BlackBerry has been all but buried by its competition. Once a company that paved the way for the smartphone industry, it now appears left behind in the technological dust. Just this week, BlackBerry--which recently changed its name from Research in Motion--revealed it is considering "strategic alternatives." That opens the door for selling itself, either as a whole or perhaps in pieces. So, how did an innovation giant turn into a dinosaur? Hot Stock Minute host Lauren Lyster and Yahoo! Finance Senior Columnist discuss BlackBerry's biggest blunders in the video above. The mistakes include the three items below.
1.) Resisted Shift to Touchscreen Devices: The company ignored the sweeping migration away from "qwerty" keyboards. "BlackBerry sort of held off," explains Santoli. He says the company thought it had a lock on corporate accounts, and figured that would be enough to keep the business churning. BlackBerry stock was just shy of $67 a share when the iPhone was introduced on June 29th, 2007. It has currently been trading under $11. Santoli says that by the time BlackBerry realized its missteps, "they did not move fast enough to have a competitive product." BlackBerry's revenue has cratered as innovation has faltered. BlackBerry's revenue for fiscal year 2012 was $11 billion, down 45% since 2010.
2.) Failed on the App Frontier: Apple and Android devices makers invited app designers to build programs for their handsets. Not so with BlackBerry. "They wanted to kind of own the whole process," explains Santoli. That has wound up costing the company dearly. A major complaint about BlackBerry devices in a lack of apps. Meanwhile, Apple's app store has become a cash cow. Last year revenues topped $9-billion. By 2016 the site could generate $22-billion annually.

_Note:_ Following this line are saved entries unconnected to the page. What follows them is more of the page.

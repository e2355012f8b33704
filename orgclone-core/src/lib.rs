//! Orgclone Core - Core library for cloning a whole hosting organization
//!
//! This crate provides the repository model, filtering, the git cloner and
//! the sequential pipeline that ties listing, filtering and cloning together.

pub mod config;
pub mod error;
pub mod filter;
pub mod git;
pub mod model;
pub mod pipeline;
pub mod process;
pub mod ssh;

pub use config::{CloneConfig, Config, GitHubConfig};
pub use error::{Error, Result};
pub use filter::{Exclusion, FilterOptions};
pub use git::{CloneFailure, CloneOutcome, Cloner};
pub use model::{validate_org_name, RepositoryDescriptor};
pub use pipeline::{
    AssumeYes, Confirm, Pipeline, RepositorySource, RunObserver, RunOptions, RunSummary,
};
pub use process::{LaunchError, LaunchSpec, ProcessOutput, ProcessRunner, TokioRunner};
pub use ssh::{probe_ssh_agent, SshAgentStatus};
#![forbid(unsafe_code)]
mod argb_tensor;
mod crop;
mod geometry;
mod images;
mod model_options;
mod yuv_error;
mod yuv_support;
mod yuv_to_argb;
mod yuv_to_nv21;

pub use yuv_error::{MismatchedSize, YuvError};

pub use images::{Nv21Image, YuvPlanarImage};

pub use yuv_to_argb::convert_yuv420_to_argb8888;
pub use yuv_to_argb::yuv420_to_argb8888;
pub use yuv_to_argb::yuv_to_argb_pixel;

pub use yuv_to_nv21::yuv420_to_nv21;

pub use crop::compute_crop_rect_from_aspect_ratio;
pub use crop::is_aspect_ratio_valid;
pub use crop::is_aspect_ratio_valid_for;
pub use crop::should_crop;
pub use crop::{CropRect, Rational, Size};

pub use geometry::RotationMode;
#[cfg(feature = "geometry")]
pub use geometry::rotate_argb;

pub use argb_tensor::{argb_to_rgb_tensor, rgb_tensor_to_argb, TensorElement, TensorShape};

pub use model_options::{InferenceDevice, ModelOptions, ModelOptionsError};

3.) Took Customer Loyalty for Granted: "People wanted the better product, not just one that said BlackBerry on it," explains Santoli. He says the company erred in believing it had an unbreakable stronghold on corporate email-- one which theoretically assured the BlackBerry would remain the default device of choice. In 2008 BlackBerry owned 45% of the US smartphone market. Research firm Gartner says BlackBerry currently has only a 2.7% share down from 5.2% one year ago. Android phones are far and away the leader with a 79% share and Apple is in second with 14.2%. Blackberry was able to hold on to customers for a time even after the iPhone and Android phones debuted, but since 2011 things have fallen off a cliff. At its peak, in 2011, Blackberry shipped more than 52 million phones. In 2012, that dropped by almost 20 million units to 33 million units. Meanwhile, Apple shipped more than 135 million iPhones and Samsung and other manufacturers sold more than 452 million Android units.
BlackBerry stock has not performed all that badly in 2013 considering the prospects for the company. Shares are down 7% since the start of the year. However, they are a tiny fraction of their all-time high above $140 back in 2008. At that time the company had a stock market value above $80-billion. Today when you add up all the shares, they're worth less than $6-billion.